• EXERCISE
Every word of every entry must be retyped exactly.
::::::
//! The environment abstraction.
//!
//! An environment maps a class symbol to its bound representation at the
//! current phase. Environments compose: a `CompoundEnv` consults the top
//! layer first and falls back to the base, which is how the binder stacks
//! source-phase-N-1 snapshots over the classpath. This is deliberately a
//! sum of layers with an iterative lookup, not a trait-object inheritance
//! chain.

use crate::sym::ClassSym;
use rustc_hash::FxHashMap;

pub trait Env<V> {
    fn entry(&self, sym: ClassSym) -> Option<V>;
}

/// A map-backed environment layer. Values are cloned out; use `Arc`ed
/// values for anything non-trivial.
pub struct MapEnv<'a, V> {
    map: &'a FxHashMap<ClassSym, V>,
}

impl<'a, V> MapEnv<'a, V> {
    pub fn new(map: &'a FxHashMap<ClassSym, V>) -> Self {
        MapEnv { map }
    }
}

impl<'a, V: Clone> Env<V> for MapEnv<'a, V> {
    fn entry(&self, sym: ClassSym) -> Option<V> {
        self.map.get(&sym).cloned()
    }
}

/// Two environments chained, top first.
pub struct CompoundEnv<T, B> {
    pub top: T,
    pub base: B,
}

impl<T, B> CompoundEnv<T, B> {
    pub fn new(top: T, base: B) -> Self {
        CompoundEnv { top, base }
    }
}

impl<V, T: Env<V>, B: Env<V>> Env<V> for CompoundEnv<T, B> {
    fn entry(&self, sym: ClassSym) -> Option<V> {
        self.top.entry(sym).or_else(|| self.base.entry(sym))
    }
}

impl<V, E: Env<V> + ?Sized> Env<V> for &E {
    fn entry(&self, sym: ClassSym) -> Option<V> {
        (**self).entry(sym)
    }
}

#[cfg(test)]
mod tests {
    use super::*;
    use javelin_common::Interner;

    #[test]
    fn compound_prefers_top() {
        let mut interner = Interner::new();
        let a = ClassSym(interner.intern("A"));
        let b = ClassSym(interner.intern("B"));
        let mut base = FxHashMap::default();
        base.insert(a, 1);
        base.insert(b, 2);
        let mut top = FxHashMap::default();
        top.insert(a, 10);
        let env = CompoundEnv::new(MapEnv::new(&top), MapEnv::new(&base));
        assert_eq!(env.entry(a), Some(10));
        assert_eq!(env.entry(b), Some(2));
    }
}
::::::
• WRITTEN REPLY
//! The environment abstraction.
//!
//! An environment maps a class symbol to its bound representation at the
//! current phase. Environments compose: a `CompoundEnv` consults the top
//! layer first and falls back to the base, which is how the binder stacks
//! source-phase-N-1 snapshots over the classpath. This is deliberately a
//! sum of layers with an iterative lookup, not a trait-object inheritance
//! chain.

use crate::sym::ClassSym;
use rustc_hash::FxHashMap;

pub trait Env<V> {
    fn entry(&self, sym: ClassSym) -> Option<V>;
}

/// A map-backed environment layer. Values are cloned out; use `Arc`ed
/// values for anything non-trivial.
pub struct MapEnv<'a, V> {
    map: &'a FxHashMap<ClassSym, V>,
}

impl<'a, V> MapEnv<'a, V> {
    pub fn new(map: &'a FxHashMap<ClassSym, V>) -> Self {
        MapEnv { map }
    }
}

impl<'a, V: Clone> Env<V> for MapEnv<'a, V> {
    fn entry(&self, sym: ClassSym) -> Option<V> {
        self.map.get(&sym).cloned()
    }
}

/// Two environments chained, top first.
pub struct CompoundEnv<T, B> {
    pub top: T,
    pub base: B,
}

impl<T, B> CompoundEnv<T, B> {
    pub fn new(top: T, base: B) -> Self {
        CompoundEnv { top, base }
    }
}

impl<V, T: Env<V>, B: Env<V>> Env<V> for CompoundEnv<T, B> {
    fn entry(&self, sym: ClassSym) -> Option<V> {
        self.top.entry(sym).or_else(|| self.base.entry(sym))
    }
}

impl<V, E: Env<V> + ?Sized> Env<V> for &E {
    fn entry(&self, sym: ClassSym) -> Option<V> {
        (**self).entry(sym)
    }
}

#[cfg(test)]
mod tests {
    use super::*;
    use javelin_common::Interner;

    #[test]
    fn compound_prefers_top() {
        let mut interner = Interner::new();
        let a = ClassSym(interner.intern("A"));
        let b = ClassSym(interner.intern("B"));
        let mut base = FxHashMap::default();
        base.insert(a, 1);
        base.insert(b, 2);
        let mut top = FxHashMap::default();
        top.insert(a, 10);
        let env = CompoundEnv::new(MapEnv::new(&top), MapEnv::new(&base));
        assert_eq!(env.entry(a), Some(10));
        assert_eq!(env.entry(b), Some(2));
    }
}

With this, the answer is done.